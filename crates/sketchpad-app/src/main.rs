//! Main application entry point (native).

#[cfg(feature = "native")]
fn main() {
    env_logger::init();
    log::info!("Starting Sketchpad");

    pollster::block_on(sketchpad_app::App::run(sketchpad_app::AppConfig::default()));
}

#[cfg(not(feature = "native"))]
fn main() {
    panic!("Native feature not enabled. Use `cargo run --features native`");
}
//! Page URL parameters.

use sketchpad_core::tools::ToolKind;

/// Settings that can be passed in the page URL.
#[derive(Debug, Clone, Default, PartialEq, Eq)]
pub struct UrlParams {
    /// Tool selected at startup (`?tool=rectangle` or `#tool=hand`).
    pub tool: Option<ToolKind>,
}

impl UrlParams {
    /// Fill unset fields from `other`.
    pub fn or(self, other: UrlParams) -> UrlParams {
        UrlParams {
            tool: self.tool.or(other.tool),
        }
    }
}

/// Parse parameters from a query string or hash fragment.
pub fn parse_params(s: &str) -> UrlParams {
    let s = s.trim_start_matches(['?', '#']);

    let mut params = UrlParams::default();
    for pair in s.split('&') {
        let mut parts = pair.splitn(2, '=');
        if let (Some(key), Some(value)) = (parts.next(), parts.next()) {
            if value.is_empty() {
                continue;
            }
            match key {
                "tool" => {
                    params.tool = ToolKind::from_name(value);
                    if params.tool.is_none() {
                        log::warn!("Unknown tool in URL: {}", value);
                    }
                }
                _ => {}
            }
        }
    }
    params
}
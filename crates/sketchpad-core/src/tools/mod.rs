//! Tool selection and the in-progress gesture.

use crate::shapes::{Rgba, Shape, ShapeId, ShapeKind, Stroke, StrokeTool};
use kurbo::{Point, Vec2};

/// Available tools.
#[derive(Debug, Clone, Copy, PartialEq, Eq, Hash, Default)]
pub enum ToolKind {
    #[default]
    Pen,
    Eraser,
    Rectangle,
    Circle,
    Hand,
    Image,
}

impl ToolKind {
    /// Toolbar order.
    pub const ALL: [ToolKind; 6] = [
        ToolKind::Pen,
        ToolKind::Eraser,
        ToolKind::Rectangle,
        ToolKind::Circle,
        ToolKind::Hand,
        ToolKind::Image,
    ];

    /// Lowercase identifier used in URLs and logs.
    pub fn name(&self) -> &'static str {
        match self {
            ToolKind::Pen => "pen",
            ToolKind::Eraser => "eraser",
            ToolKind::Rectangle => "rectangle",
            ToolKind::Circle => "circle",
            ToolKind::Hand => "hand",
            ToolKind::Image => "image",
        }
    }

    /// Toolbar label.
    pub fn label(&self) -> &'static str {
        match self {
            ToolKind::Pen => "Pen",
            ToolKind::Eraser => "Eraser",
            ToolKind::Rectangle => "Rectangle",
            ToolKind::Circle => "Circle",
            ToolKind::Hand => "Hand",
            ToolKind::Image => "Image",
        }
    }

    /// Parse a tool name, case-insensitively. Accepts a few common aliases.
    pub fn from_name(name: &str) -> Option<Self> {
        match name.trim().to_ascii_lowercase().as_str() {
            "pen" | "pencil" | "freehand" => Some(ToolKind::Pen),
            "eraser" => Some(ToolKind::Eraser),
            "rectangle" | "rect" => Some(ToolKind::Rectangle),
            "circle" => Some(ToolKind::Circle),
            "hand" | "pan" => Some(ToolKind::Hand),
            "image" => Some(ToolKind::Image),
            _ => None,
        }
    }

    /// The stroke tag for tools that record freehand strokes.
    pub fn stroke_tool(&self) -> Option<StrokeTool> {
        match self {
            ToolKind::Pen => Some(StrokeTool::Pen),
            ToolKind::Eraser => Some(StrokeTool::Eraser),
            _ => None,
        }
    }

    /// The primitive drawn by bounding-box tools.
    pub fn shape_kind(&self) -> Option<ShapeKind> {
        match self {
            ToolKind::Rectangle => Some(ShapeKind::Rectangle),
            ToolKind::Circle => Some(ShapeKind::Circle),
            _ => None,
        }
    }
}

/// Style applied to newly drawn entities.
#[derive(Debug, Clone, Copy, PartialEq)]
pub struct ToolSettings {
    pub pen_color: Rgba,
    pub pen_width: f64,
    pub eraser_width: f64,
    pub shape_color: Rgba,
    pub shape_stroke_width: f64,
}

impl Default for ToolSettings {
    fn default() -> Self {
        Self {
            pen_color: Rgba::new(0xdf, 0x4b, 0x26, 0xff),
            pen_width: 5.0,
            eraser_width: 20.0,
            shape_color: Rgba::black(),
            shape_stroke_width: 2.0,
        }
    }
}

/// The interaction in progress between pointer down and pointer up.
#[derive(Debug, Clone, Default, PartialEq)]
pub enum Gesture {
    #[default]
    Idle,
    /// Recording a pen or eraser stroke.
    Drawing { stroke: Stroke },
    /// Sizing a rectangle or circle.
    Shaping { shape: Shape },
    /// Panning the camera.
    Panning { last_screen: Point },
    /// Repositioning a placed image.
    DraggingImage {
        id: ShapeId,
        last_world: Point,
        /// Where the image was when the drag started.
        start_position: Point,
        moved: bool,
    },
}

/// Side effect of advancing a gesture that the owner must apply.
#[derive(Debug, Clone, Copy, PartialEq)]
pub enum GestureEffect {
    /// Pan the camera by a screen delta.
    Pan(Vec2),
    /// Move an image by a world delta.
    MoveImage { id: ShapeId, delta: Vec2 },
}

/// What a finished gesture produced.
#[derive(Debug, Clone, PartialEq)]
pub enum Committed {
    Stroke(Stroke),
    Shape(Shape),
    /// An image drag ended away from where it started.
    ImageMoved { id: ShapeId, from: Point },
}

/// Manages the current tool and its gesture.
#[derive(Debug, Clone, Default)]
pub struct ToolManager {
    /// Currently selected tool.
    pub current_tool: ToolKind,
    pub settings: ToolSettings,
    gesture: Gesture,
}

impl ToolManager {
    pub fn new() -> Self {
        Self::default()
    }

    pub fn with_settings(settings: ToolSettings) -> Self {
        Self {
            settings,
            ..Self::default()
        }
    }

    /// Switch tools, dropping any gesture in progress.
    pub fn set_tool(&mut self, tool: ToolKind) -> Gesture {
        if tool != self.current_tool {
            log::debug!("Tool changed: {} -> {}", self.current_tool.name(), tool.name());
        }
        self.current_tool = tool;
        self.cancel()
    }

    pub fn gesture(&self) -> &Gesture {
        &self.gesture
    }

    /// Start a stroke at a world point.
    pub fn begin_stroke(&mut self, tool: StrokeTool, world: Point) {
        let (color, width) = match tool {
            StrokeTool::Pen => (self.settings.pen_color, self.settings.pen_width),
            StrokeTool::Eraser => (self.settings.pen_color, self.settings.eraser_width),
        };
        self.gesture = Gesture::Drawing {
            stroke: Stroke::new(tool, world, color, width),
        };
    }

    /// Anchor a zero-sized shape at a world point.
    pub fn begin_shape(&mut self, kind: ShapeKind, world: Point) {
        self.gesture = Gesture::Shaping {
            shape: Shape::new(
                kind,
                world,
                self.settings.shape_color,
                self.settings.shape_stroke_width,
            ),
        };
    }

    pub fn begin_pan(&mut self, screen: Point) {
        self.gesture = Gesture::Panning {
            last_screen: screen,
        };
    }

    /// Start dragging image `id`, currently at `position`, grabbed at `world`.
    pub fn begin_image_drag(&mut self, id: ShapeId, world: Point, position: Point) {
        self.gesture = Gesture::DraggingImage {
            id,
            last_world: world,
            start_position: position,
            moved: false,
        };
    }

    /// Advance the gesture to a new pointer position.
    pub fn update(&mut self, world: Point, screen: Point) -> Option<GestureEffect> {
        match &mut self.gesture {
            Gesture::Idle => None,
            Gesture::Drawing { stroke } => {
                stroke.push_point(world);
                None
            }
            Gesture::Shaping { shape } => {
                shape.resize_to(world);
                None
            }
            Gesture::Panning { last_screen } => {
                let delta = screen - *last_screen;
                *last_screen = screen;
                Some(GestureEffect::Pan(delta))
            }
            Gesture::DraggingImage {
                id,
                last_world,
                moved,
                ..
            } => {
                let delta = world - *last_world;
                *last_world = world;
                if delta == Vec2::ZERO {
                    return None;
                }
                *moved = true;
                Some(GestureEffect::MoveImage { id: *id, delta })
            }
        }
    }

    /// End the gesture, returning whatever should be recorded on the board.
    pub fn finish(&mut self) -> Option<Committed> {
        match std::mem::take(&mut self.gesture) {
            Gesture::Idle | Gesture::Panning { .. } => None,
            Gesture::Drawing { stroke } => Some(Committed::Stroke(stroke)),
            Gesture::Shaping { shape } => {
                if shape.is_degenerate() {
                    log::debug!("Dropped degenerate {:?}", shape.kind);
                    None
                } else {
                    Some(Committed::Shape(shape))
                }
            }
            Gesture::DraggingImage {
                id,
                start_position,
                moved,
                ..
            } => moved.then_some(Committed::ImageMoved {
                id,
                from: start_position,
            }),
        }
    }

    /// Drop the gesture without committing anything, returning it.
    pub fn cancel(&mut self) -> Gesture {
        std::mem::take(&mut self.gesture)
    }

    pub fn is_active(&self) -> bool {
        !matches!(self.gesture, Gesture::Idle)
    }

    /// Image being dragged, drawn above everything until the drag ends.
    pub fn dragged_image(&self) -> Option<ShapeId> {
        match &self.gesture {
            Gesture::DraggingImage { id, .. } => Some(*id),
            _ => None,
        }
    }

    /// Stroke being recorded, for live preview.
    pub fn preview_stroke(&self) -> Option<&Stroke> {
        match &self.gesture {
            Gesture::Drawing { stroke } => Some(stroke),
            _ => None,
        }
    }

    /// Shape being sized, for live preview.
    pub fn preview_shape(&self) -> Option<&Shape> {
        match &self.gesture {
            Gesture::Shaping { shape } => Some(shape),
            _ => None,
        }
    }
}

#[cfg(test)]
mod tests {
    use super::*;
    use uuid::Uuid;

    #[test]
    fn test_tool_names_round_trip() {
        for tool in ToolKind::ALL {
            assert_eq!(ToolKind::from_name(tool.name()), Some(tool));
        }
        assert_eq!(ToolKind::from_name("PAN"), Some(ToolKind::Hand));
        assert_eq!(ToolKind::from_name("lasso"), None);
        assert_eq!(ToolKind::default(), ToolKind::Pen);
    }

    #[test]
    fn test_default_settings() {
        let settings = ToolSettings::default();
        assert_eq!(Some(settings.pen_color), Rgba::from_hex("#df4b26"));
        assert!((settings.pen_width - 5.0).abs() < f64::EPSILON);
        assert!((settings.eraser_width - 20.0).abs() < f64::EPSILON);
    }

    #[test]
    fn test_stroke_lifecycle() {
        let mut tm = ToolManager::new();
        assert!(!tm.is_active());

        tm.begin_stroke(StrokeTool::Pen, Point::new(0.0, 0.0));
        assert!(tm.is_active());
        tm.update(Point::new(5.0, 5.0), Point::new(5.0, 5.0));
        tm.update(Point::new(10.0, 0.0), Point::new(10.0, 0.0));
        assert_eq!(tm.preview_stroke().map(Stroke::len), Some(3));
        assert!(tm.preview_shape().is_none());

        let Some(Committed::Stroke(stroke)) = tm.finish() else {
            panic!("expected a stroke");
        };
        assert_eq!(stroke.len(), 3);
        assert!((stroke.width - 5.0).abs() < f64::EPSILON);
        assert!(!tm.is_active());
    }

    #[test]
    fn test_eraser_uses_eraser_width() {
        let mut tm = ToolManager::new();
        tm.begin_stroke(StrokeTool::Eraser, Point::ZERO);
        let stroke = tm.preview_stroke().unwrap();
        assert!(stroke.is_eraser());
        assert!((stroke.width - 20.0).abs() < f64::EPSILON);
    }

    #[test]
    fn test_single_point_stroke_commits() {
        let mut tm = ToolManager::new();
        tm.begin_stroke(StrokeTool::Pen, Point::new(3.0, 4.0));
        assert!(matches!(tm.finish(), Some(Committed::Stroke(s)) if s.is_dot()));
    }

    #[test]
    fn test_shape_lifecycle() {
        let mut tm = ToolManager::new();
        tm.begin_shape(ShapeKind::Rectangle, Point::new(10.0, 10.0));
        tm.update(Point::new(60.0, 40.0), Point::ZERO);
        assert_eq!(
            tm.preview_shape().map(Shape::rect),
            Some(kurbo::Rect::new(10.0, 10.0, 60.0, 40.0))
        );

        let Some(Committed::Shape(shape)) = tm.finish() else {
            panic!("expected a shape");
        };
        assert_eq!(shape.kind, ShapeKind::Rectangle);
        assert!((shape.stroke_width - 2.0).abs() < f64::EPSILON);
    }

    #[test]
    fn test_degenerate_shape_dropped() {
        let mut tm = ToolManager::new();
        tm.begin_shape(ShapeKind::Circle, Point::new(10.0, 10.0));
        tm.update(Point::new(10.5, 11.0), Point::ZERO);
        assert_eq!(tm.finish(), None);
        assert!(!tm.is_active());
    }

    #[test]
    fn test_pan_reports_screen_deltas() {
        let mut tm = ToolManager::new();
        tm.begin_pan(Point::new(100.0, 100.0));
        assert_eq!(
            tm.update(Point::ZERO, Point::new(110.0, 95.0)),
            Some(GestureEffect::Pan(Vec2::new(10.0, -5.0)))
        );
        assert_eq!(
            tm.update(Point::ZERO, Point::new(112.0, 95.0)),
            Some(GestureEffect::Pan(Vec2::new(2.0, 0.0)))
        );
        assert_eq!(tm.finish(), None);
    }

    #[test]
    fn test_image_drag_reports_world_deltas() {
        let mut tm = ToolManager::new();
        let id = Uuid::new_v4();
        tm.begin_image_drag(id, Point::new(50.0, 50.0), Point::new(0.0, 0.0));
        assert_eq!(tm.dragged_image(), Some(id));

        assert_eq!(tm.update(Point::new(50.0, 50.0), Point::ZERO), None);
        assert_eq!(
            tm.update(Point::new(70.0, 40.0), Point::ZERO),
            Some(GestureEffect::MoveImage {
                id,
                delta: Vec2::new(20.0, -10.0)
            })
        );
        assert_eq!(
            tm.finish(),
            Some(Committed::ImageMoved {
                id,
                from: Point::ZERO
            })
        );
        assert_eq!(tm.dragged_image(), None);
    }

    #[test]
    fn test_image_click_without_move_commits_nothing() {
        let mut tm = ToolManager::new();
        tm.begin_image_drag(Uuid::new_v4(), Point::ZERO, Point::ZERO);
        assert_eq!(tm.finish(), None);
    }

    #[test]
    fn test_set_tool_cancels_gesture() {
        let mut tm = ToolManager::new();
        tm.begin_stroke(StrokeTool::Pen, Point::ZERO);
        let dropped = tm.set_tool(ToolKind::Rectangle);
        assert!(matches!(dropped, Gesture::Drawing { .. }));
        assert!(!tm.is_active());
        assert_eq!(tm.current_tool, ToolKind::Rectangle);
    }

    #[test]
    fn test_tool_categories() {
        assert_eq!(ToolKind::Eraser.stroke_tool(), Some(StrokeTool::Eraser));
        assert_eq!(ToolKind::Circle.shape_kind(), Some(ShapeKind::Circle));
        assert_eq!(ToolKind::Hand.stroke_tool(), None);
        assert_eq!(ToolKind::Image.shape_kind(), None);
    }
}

▸ Exercise objective
Within the listing above, give again exactly every line from the line with "pub fn preview_shape(&self)" through the line with "for tool in", both included, and no other line.

▸ Output for this task
    pub fn preview_shape(&self) -> Option<&Shape> {
        match &self.gesture {
            Gesture::Shaping { shape } => Some(shape),
            _ => None,
        }
    }
}

#[cfg(test)]
mod tests {
    use super::*;
    use uuid::Uuid;

    #[test]
    fn test_tool_names_round_trip() {
        for tool in ToolKind::ALL {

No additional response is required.